**Problem**: Locate each line below that includes "SetupApiKey" and reproduce it.

(Extracted records)

// app state for the tui

use crate::core::{DiagnosisResult, Provider, SymptomReport};
use crate::Rejection;
use crate::tui::theme::{Theme, ThemeKind, detect_theme};
use std::time::Instant;

#[derive(Debug, Clone, Copy, PartialEq, Eq)]
pub enum Panel {
    Symptoms,
    History,
    Insights,
    Logs,
}

#[derive(Debug, Clone, Copy, PartialEq, Eq)]
pub enum Mode {
    Normal,
    Insert,
}

#[derive(Debug, Clone, Copy, PartialEq, Eq)]
pub enum Popup {
    None,
    Themes,
    SetupProvider,
    SetupApiKey,
}

#[derive(Debug, Clone, Copy, PartialEq, Eq)]
pub enum LogLevel {
    Ok,
    Info,
    Warn,
    Error,
}

#[derive(Debug, Clone)]
pub struct LogEntry {
    pub level: LogLevel,
    pub message: String,
}

/// Editable text with a cursor counted in chars, not bytes.
#[derive(Debug, Clone, Default)]
pub struct Input {
    text: String,
    cursor: usize,
}

impl Input {
    pub fn value(&self) -> &str {
        &self.text
    }

    pub fn cursor(&self) -> usize {
        self.cursor
    }

    pub fn is_blank(&self) -> bool {
        self.text.trim().is_empty()
    }

    pub fn set(&mut self, text: &str) {
        self.text = text.to_string();
        self.cursor = self.len();
    }

    pub fn clear(&mut self) {
        self.text.clear();
        self.cursor = 0;
    }

    fn len(&self) -> usize {
        self.text.chars().count()
    }

    fn byte_index(&self, cursor: usize) -> usize {
        self.text
            .char_indices()
            .nth(cursor)
            .map(|(i, _)| i)
            .unwrap_or(self.text.len())
    }

    pub fn insert(&mut self, c: char) {
        let at = self.byte_index(self.cursor);
        self.text.insert(at, c);
        self.cursor += 1;
    }

    pub fn delete_back(&mut self) {
        if self.cursor > 0 {
            self.cursor -= 1;
            let at = self.byte_index(self.cursor);
            self.text.remove(at);
        }
    }

    pub fn delete_forward(&mut self) {
        if self.cursor < self.len() {
            let at = self.byte_index(self.cursor);
            self.text.remove(at);
        }
    }

    pub fn left(&mut self) {
        self.cursor = self.cursor.saturating_sub(1);
    }

    pub fn right(&mut self) {
        if self.cursor < self.len() {
            self.cursor += 1;
        }
    }

    pub fn start(&mut self) {
        self.cursor = 0;
    }

    pub fn end(&mut self) {
        self.cursor = self.len();
    }

    /// Line and column of the cursor, counting newlines.
    pub fn line_col(&self) -> (usize, usize) {
        let mut line = 0;
        let mut col = 0;
        for ch in self.text.chars().take(self.cursor) {
            if ch == '\n' {
                line += 1;
                col = 0;
            } else {
                col += 1;
            }
        }
        (line, col)
    }
}

pub struct App {
    pub running: bool,
    pub mode: Mode,
    pub panel: Panel,
    pub popup: Popup,
    pub theme_kind: ThemeKind,
    pub theme: Theme,

    // ai
    pub provider: Provider,
    pub model: String,

    // form
    pub symptoms: Input,
    pub history: Input,

    // last outcome
    pub result: Option<DiagnosisResult>,
    pub error: Option<(&'static str, String)>,
    pub latency_ms: Option<u64>,

    pub logs: Vec<LogEntry>,

    // state
    pub loading: bool,
    pub started: Option<Instant>,

    // scroll
    pub insights_scroll: usize,
    pub log_scroll: usize,
    pub theme_scroll: usize,

    // previously submitted reports, for ctrl+p / ctrl+n
    pub past: Vec<SymptomReport>,
    pub past_index: Option<usize>,

    // setup (no api key yet)
    pub in_setup_mode: bool,
    pub setup_provider_index: usize,
    pub api_key_input: Input,
    pub setup_error: Option<String>,
}

impl App {
    pub fn new(provider: Provider, model: String) -> Self {
        let theme_kind = detect_theme();

        let mut app = Self {
            running: true,
            mode: Mode::Normal,
            panel: Panel::Symptoms,
            popup: Popup::None,
            theme_kind,
            theme: Theme::from_kind(theme_kind),
            provider,
            model,
            symptoms: Input::default(),
            history: Input::default(),
            result: None,
            error: None,
            latency_ms: None,
            logs: Vec::new(),
            loading: false,
            started: None,
            insights_scroll: 0,
            log_scroll: 0,
            theme_scroll: theme_kind.index(),
            past: Vec::new(),
            past_index: None,
            in_setup_mode: false,
            setup_provider_index: provider.index(),
            api_key_input: Input::default(),
            setup_error: None,
        };

        app.log(
            LogLevel::Ok,
            format!("provider: {} ({})", provider.name(), app.model),
        );
        app.log(LogLevel::Info, "describe your symptoms and press enter".to_string());

        app
    }

    /// Start with the provider/api key popups because no key was found.
    pub fn new_setup(provider: Provider) -> Self {
        let mut app = Self::new(provider, provider.default_model().to_string());
        app.logs.clear();
        app.in_setup_mode = true;
        app.popup = Popup::SetupProvider;
        app.log(LogLevel::Warn, "no api key found, starting setup".to_string());
        app
    }

    pub fn log(&mut self, level: LogLevel, message: String) {
        self.logs.push(LogEntry { level, message });
        // keep the newest entries in view
        if self.logs.len() > 1 {
            self.log_scroll = self.logs.len().saturating_sub(8);
        }
    }

    // themes
    pub fn set_theme(&mut self, kind: ThemeKind) {
        self.theme_kind = kind;
        self.theme = Theme::from_kind(kind);
        self.theme_scroll = kind.index();
    }

    pub fn open_theme_popup(&mut self) {
        self.popup = Popup::Themes;
        self.theme_scroll = self.theme_kind.index();
    }

    pub fn close_popup(&mut self) {
        self.popup = Popup::None;
    }

    pub fn theme_scroll_up(&mut self) {
        if self.theme_scroll > 0 {
            self.theme_scroll -= 1;
            self.set_theme(ThemeKind::ALL[self.theme_scroll]);
        }
    }

    pub fn theme_scroll_down(&mut self) {
        if self.theme_scroll < ThemeKind::ALL.len() - 1 {
            self.theme_scroll += 1;
            self.set_theme(ThemeKind::ALL[self.theme_scroll]);
        }
    }

    pub fn select_theme(&mut self) {
        self.set_theme(ThemeKind::ALL[self.theme_scroll]);
        self.close_popup();
    }

    // setup
    pub fn setup_provider_up(&mut self) {
        self.setup_provider_index = self.setup_provider_index.saturating_sub(1);
    }

    pub fn setup_provider_down(&mut self) {
        if self.setup_provider_index < Provider::ALL.len() - 1 {
            self.setup_provider_index += 1;
        }
    }

    pub fn setup_provider(&self) -> Provider {
        Provider::ALL[self.setup_provider_index]
    }

    pub fn setup_provider_select(&mut self) {
        self.setup_error = None;
        self.popup = Popup::SetupApiKey;
    }

    pub fn setup_api_key_submit(&mut self) -> Option<(Provider, String)> {
        if self.api_key_input.is_blank() {
            self.setup_error = Some("api key required".to_string());
            return None;
        }
        Some((
            self.setup_provider(),
            self.api_key_input.value().trim().to_string(),
        ))
    }

    pub fn setup_set_error(&mut self, error: String) {
        self.setup_error = Some(error);
    }

    pub fn finish_setup(&mut self, provider: Provider, model: String) {
        self.in_setup_mode = false;
        self.popup = Popup::None;
        self.api_key_input.clear();
        self.setup_error = None;
        self.provider = provider;
        self.model = model;
        self.log(
            LogLevel::Ok,
            format!("provider: {} ({})", provider.name(), self.model),
        );
    }

    // panels and modes
    pub fn cycle_panel(&mut self) {
        self.panel = match self.panel {
            Panel::Symptoms => Panel::History,
            Panel::History => Panel::Insights,
            Panel::Insights => Panel::Logs,
            Panel::Logs => Panel::Symptoms,
        };
    }

    pub fn enter_insert(&mut self) {
        // only the form panels take text
        if !matches!(self.panel, Panel::Symptoms | Panel::History) {
            self.panel = Panel::Symptoms;
        }
        self.mode = Mode::Insert;
    }

    pub fn cycle_form_field(&mut self) {
        self.panel = match self.panel {
            Panel::Symptoms => Panel::History,
            _ => Panel::Symptoms,
        };
    }

    pub fn exit_insert(&mut self) {
        self.mode = Mode::Normal;
    }

    pub fn active_input(&mut self) -> Option<&mut Input> {
        match self.popup {
            Popup::SetupApiKey => return Some(&mut self.api_key_input),
            Popup::None => {}
            _ => return None,
        }
        match self.panel {
            Panel::Symptoms => Some(&mut self.symptoms),
            Panel::History => Some(&mut self.history),
            _ => None,
        }
    }

    pub fn edit(&mut self, f: impl FnOnce(&mut Input)) {
        if let Some(input) = self.active_input() {
            f(input);
        }
        self.setup_error = None;
    }

    // recall earlier reports
    pub fn recall_prev(&mut self) {
        if self.past.is_empty() {
            return;
        }
        let index = match self.past_index {
            None => self.past.len() - 1,
            Some(i) => i.saturating_sub(1),
        };
        self.past_index = Some(index);
        self.load_report(index);
    }

    pub fn recall_next(&mut self) {
        match self.past_index {
            Some(i) if i + 1 < self.past.len() => {
                self.past_index = Some(i + 1);
                self.load_report(i + 1);
            }
            Some(_) => {
                self.past_index = None;
                self.symptoms.clear();
                self.history.clear();
            }
            None => {}
        }
    }

    fn load_report(&mut self, index: usize) {
        let report = self.past[index].clone();
        self.symptoms.set(&report.symptoms);
        self.history
            .set(report.medical_history.as_deref().unwrap_or_default());
    }

    pub fn submit(&mut self) -> Option<SymptomReport> {
        if self.loading {
            return None;
        }
        if self.in_setup_mode {
            self.log(LogLevel::Warn, "finish setup first".to_string());
            return None;
        }
        if self.symptoms.is_blank() {
            self.log(LogLevel::Warn, "please enter your symptoms".to_string());
            return None;
        }

        let history = Some(self.history.value().trim().to_string()).filter(|h| !h.is_empty());
        let report = SymptomReport::new(self.symptoms.value().trim(), history);

        if self.past.last() != Some(&report) {
            self.past.push(report.clone());
        }
        self.past_index = None;
        self.error = None;
        self.loading = true;
        self.started = Some(Instant::now());
        self.log(LogLevel::Info, "generating insights...".to_string());
        Some(report)
    }

    /// Undo a submit that never reached the ai.
    pub fn cancel_submit(&mut self, reason: &str) {
        self.loading = false;
        self.started = None;
        self.log(LogLevel::Warn, reason.to_string());
    }

    fn stop_clock(&mut self) {
        if let Some(start) = self.started.take() {
            self.latency_ms = Some(start.elapsed().as_millis() as u64);
        }
        self.loading = false;
    }

    pub fn set_result(&mut self, result: DiagnosisResult) {
        self.stop_clock();
        self.log(
            LogLevel::Ok,
            format!(
                "health insights generated ({} conditions, {}ms)",
                result.diagnoses.len(),
                self.latency_ms.unwrap_or(0)
            ),
        );
        self.result = Some(result);
        self.error = None;
        self.insights_scroll = 0;
        self.panel = Panel::Insights;
    }

    pub fn set_rejection(&mut self, rejection: &Rejection) {
        self.stop_clock();
        let level = if rejection.is_user_correctable() {
            LogLevel::Warn
        } else {
            LogLevel::Error
        };
        self.log(level, format!("{}: {}", rejection.category(), rejection.detail()));
        self.error = Some((rejection.category(), rejection.to_string()));
    }

    pub fn result_json(&self) -> Option<String> {
        let result = self.result.as_ref()?;
        serde_json::to_string_pretty(result).ok()
    }

    pub fn scroll_up(&mut self) {
        match self.panel {
            Panel::Insights => self.insights_scroll = self.insights_scroll.saturating_sub(1),
            Panel::Logs => self.log_scroll = self.log_scroll.saturating_sub(1),
            _ => {}
        }
    }

    pub fn scroll_down(&mut self) {
        match self.panel {
            Panel::Insights => self.insights_scroll += 1,
            Panel::Logs => self.log_scroll += 1,
            _ => {}
        }
    }
}

#[cfg(test)]
mod tests {
    use super::*;

    fn typed(text: &str) -> Input {
        let mut input = Input::default();
        text.chars().for_each(|c| input.insert(c));
        input
    }

    #[test]
    fn input_handles_multibyte_chars() {
        let mut input = typed("fièvre");
        input.left();
        input.left();
        input.left();
        input.delete_back();
        assert_eq!(input.value(), "fivre");
        assert_eq!(input.cursor(), 2);
    }

    #[test]
    fn input_line_col_counts_newlines() {
        let input = typed("cough\nfever");
        assert_eq!(input.line_col(), (1, 5));
    }

    #[test]
    fn submit_refuses_blank_symptoms() {
        let mut app = App::new(Provider::Gemini, "test".to_string());
        app.history.set("asthma");
        assert!(app.submit().is_none());
        assert!(!app.loading);
    }

    #[test]
    fn submit_builds_report_and_remembers_it() {
        let mut app = App::new(Provider::Gemini, "test".to_string());
        app.symptoms.set("  headache  ");
        let report = app.submit().unwrap();
        assert_eq!(report.symptoms, "headache");
        assert_eq!(report.medical_history, None);
        assert!(app.loading);
        assert_eq!(app.past.len(), 1);

        app.set_rejection(&Rejection::OutOfScope);
        assert!(!app.loading);
        assert_eq!(app.error.as_ref().map(|e| e.0), Some("out_of_scope"));

        app.symptoms.clear();
        app.recall_prev();
        assert_eq!(app.symptoms.value(), "headache");
    }

    #[test]
    fn submit_refused_during_setup() {
        let mut app = App::new_setup(Provider::Claude);
        app.symptoms.set("fever");
        assert!(app.submit().is_none());
        assert!(!app.loading);
        assert!(app.started.is_none());
        assert!(app.past.is_empty());
    }

    #[test]
    fn cancel_submit_clears_timing() {
        let mut app = App::new(Provider::Gemini, "test".to_string());
        app.symptoms.set("fever");
        assert!(app.submit().is_some());
        assert!(app.started.is_some());

        app.cancel_submit("finish setup first");
        assert!(!app.loading);
        assert!(app.started.is_none());
        assert!(app.latency_ms.is_none());
    }
}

(End Extracted records)

**Answer for the task**:
    SetupApiKey,
        self.popup = Popup::SetupApiKey;
            Popup::SetupApiKey => return Some(&mut self.api_key_input),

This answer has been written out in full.